- _Your assignment_: Every entry below is to be copied exactly, with nothing left out.

- _Records supplied_:
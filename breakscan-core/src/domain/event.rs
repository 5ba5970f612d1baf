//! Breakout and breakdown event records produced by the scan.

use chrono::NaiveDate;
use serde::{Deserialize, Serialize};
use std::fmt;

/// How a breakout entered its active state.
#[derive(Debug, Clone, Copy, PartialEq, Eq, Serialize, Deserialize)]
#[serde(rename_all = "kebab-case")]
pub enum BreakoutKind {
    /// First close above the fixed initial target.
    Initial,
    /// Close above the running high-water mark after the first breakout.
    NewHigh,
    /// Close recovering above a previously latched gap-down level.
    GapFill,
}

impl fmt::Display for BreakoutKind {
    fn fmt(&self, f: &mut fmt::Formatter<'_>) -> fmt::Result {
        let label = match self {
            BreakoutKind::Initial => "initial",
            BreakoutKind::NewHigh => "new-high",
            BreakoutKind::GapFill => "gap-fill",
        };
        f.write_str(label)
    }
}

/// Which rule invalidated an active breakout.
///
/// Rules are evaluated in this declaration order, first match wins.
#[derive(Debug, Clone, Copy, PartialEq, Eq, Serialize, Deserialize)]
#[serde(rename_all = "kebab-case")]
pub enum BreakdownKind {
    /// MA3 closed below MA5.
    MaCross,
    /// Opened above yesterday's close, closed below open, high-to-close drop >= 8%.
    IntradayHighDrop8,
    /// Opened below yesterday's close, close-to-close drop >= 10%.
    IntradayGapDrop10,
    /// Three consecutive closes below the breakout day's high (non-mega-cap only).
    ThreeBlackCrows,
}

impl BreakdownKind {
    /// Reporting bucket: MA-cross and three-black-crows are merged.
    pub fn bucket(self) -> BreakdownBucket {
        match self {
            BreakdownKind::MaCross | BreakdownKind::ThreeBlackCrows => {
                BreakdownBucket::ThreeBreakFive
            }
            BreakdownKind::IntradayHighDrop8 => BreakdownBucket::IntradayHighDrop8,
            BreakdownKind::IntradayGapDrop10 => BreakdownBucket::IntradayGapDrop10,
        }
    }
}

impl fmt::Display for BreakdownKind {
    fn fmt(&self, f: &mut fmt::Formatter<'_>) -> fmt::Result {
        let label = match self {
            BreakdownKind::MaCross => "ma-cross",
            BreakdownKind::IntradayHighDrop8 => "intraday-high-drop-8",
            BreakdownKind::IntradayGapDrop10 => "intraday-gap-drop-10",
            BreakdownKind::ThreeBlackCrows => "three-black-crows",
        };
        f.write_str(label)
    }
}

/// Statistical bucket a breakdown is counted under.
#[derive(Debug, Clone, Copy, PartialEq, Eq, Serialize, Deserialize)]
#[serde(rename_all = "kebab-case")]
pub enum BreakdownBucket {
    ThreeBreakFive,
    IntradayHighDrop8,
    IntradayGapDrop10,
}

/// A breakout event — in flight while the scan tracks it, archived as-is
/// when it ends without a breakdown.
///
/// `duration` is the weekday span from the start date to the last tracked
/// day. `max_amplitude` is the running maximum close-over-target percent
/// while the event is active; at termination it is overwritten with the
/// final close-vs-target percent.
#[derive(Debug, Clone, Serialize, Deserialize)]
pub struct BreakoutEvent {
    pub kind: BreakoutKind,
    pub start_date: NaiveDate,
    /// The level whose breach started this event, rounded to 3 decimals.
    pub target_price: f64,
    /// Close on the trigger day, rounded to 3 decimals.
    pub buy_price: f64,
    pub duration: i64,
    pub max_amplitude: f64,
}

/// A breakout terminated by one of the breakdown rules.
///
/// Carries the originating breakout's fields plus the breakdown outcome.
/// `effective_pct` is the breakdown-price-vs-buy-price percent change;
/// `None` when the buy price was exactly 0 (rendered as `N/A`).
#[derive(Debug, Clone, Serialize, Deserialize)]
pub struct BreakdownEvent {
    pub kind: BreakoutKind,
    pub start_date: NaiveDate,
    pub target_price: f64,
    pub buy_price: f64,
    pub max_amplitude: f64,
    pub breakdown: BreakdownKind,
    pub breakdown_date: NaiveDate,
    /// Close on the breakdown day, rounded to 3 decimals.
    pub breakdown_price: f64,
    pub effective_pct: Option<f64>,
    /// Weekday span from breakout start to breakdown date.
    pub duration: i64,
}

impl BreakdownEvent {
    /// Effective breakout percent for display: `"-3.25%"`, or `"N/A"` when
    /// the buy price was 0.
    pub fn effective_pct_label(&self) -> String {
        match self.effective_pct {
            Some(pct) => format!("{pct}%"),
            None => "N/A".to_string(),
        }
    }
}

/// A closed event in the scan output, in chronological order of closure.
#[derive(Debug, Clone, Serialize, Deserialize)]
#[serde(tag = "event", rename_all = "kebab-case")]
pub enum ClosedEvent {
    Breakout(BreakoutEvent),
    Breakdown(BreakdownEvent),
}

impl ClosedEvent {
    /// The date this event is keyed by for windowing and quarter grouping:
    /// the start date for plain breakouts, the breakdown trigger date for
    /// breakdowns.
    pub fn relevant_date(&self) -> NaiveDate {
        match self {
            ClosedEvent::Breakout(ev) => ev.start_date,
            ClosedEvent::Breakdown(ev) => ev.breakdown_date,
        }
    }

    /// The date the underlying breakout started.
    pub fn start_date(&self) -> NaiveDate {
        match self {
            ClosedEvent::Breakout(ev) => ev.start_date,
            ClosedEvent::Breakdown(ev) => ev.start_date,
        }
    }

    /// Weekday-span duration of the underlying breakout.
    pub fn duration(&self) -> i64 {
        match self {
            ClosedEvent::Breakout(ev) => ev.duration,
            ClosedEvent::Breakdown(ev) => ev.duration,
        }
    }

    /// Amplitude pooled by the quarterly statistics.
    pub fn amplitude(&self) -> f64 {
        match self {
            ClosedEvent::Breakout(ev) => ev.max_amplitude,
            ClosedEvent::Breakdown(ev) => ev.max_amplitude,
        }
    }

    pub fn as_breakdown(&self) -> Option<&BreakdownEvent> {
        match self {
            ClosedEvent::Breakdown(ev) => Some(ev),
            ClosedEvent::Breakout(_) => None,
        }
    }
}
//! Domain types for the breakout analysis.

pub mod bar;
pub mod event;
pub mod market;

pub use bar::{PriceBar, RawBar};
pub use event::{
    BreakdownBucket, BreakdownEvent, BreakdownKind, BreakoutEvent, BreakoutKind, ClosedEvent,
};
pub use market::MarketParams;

- _Response box_:
filename breakscan-core/src/domain/event.rs
repository 5ba5970f612d1baf
//! Breakout and breakdown event records produced by the scan.

use chrono::NaiveDate;
use serde::{Deserialize, Serialize};
use std::fmt;

/// How a breakout entered its active state.
#[derive(Debug, Clone, Copy, PartialEq, Eq, Serialize, Deserialize)]
#[serde(rename_all = "kebab-case")]
pub enum BreakoutKind {
    /// First close above the fixed initial target.
    Initial,
    /// Close above the running high-water mark after the first breakout.
    NewHigh,
    /// Close recovering above a previously latched gap-down level.
    GapFill,
}

impl fmt::Display for BreakoutKind {
    fn fmt(&self, f: &mut fmt::Formatter<'_>) -> fmt::Result {
        let label = match self {
            BreakoutKind::Initial => "initial",
            BreakoutKind::NewHigh => "new-high",
            BreakoutKind::GapFill => "gap-fill",
        };
        f.write_str(label)
    }
}

/// Which rule invalidated an active breakout.
///
/// Rules are evaluated in this declaration order, first match wins.
#[derive(Debug, Clone, Copy, PartialEq, Eq, Serialize, Deserialize)]
#[serde(rename_all = "kebab-case")]
pub enum BreakdownKind {
    /// MA3 closed below MA5.
    MaCross,
    /// Opened above yesterday's close, closed below open, high-to-close drop >= 8%.
    IntradayHighDrop8,
    /// Opened below yesterday's close, close-to-close drop >= 10%.
    IntradayGapDrop10,
    /// Three consecutive closes below the breakout day's high (non-mega-cap only).
    ThreeBlackCrows,
}

impl BreakdownKind {
    /// Reporting bucket: MA-cross and three-black-crows are merged.
    pub fn bucket(self) -> BreakdownBucket {
        match self {
            BreakdownKind::MaCross | BreakdownKind::ThreeBlackCrows => {
                BreakdownBucket::ThreeBreakFive
            }
            BreakdownKind::IntradayHighDrop8 => BreakdownBucket::IntradayHighDrop8,
            BreakdownKind::IntradayGapDrop10 => BreakdownBucket::IntradayGapDrop10,
        }
    }
}

impl fmt::Display for BreakdownKind {
    fn fmt(&self, f: &mut fmt::Formatter<'_>) -> fmt::Result {
        let label = match self {
            BreakdownKind::MaCross => "ma-cross",
            BreakdownKind::IntradayHighDrop8 => "intraday-high-drop-8",
            BreakdownKind::IntradayGapDrop10 => "intraday-gap-drop-10",
            BreakdownKind::ThreeBlackCrows => "three-black-crows",
        };
        f.write_str(label)
    }
}

/// Statistical bucket a breakdown is counted under.
#[derive(Debug, Clone, Copy, PartialEq, Eq, Serialize, Deserialize)]
#[serde(rename_all = "kebab-case")]
pub enum BreakdownBucket {
    ThreeBreakFive,
    IntradayHighDrop8,
    IntradayGapDrop10,
}

/// A breakout event — in flight while the scan tracks it, archived as-is
/// when it ends without a breakdown.
///
/// `duration` is the weekday span from the start date to the last tracked
/// day. `max_amplitude` is the running maximum close-over-target percent
/// while the event is active; at termination it is overwritten with the
/// final close-vs-target percent.
#[derive(Debug, Clone, Serialize, Deserialize)]
pub struct BreakoutEvent {
    pub kind: BreakoutKind,
    pub start_date: NaiveDate,
    /// The level whose breach started this event, rounded to 3 decimals.
    pub target_price: f64,
    /// Close on the trigger day, rounded to 3 decimals.
    pub buy_price: f64,
    pub duration: i64,
    pub max_amplitude: f64,
}

/// A breakout terminated by one of the breakdown rules.
///
/// Carries the originating breakout's fields plus the breakdown outcome.
/// `effective_pct` is the breakdown-price-vs-buy-price percent change;
/// `None` when the buy price was exactly 0 (rendered as `N/A`).
#[derive(Debug, Clone, Serialize, Deserialize)]
pub struct BreakdownEvent {
    pub kind: BreakoutKind,
    pub start_date: NaiveDate,
    pub target_price: f64,
    pub buy_price: f64,
    pub max_amplitude: f64,
    pub breakdown: BreakdownKind,
    pub breakdown_date: NaiveDate,
    /// Close on the breakdown day, rounded to 3 decimals.
    pub breakdown_price: f64,
    pub effective_pct: Option<f64>,
    /// Weekday span from breakout start to breakdown date.
    pub duration: i64,
}

impl BreakdownEvent {
    /// Effective breakout percent for display: `"-3.25%"`, or `"N/A"` when
    /// the buy price was 0.
    pub fn effective_pct_label(&self) -> String {
        match self.effective_pct {
            Some(pct) => format!("{pct}%"),
            None => "N/A".to_string(),
        }
    }
}

/// A closed event in the scan output, in chronological order of closure.
#[derive(Debug, Clone, Serialize, Deserialize)]
#[serde(tag = "event", rename_all = "kebab-case")]
pub enum ClosedEvent {
    Breakout(BreakoutEvent),
    Breakdown(BreakdownEvent),
}

impl ClosedEvent {
    /// The date this event is keyed by for windowing and quarter grouping:
    /// the start date for plain breakouts, the breakdown trigger date for
    /// breakdowns.
    pub fn relevant_date(&self) -> NaiveDate {
        match self {
            ClosedEvent::Breakout(ev) => ev.start_date,
            ClosedEvent::Breakdown(ev) => ev.breakdown_date,
        }
    }

    /// The date the underlying breakout started.
    pub fn start_date(&self) -> NaiveDate {
        match self {
            ClosedEvent::Breakout(ev) => ev.start_date,
            ClosedEvent::Breakdown(ev) => ev.start_date,
        }
    }

    /// Weekday-span duration of the underlying breakout.
    pub fn duration(&self) -> i64 {
        match self {
            ClosedEvent::Breakout(ev) => ev.duration,
            ClosedEvent::Breakdown(ev) => ev.duration,
        }
    }

    /// Amplitude pooled by the quarterly statistics.
    pub fn amplitude(&self) -> f64 {
        match self {
            ClosedEvent::Breakout(ev) => ev.max_amplitude,
            ClosedEvent::Breakdown(ev) => ev.max_amplitude,
        }
    }

    pub fn as_breakdown(&self) -> Option<&BreakdownEvent> {
        match self {
            ClosedEvent::Breakdown(ev) => Some(ev),
            ClosedEvent::Breakout(_) => None,
        }
    }
}
//! Domain types for the breakout analysis.

pub mod bar;
pub mod event;
pub mod market;

pub use bar::{PriceBar, RawBar};
pub use event::{
    BreakdownBucket, BreakdownEvent, BreakdownKind, BreakoutEvent, BreakoutKind, ClosedEvent,
};
pub use market::MarketParams;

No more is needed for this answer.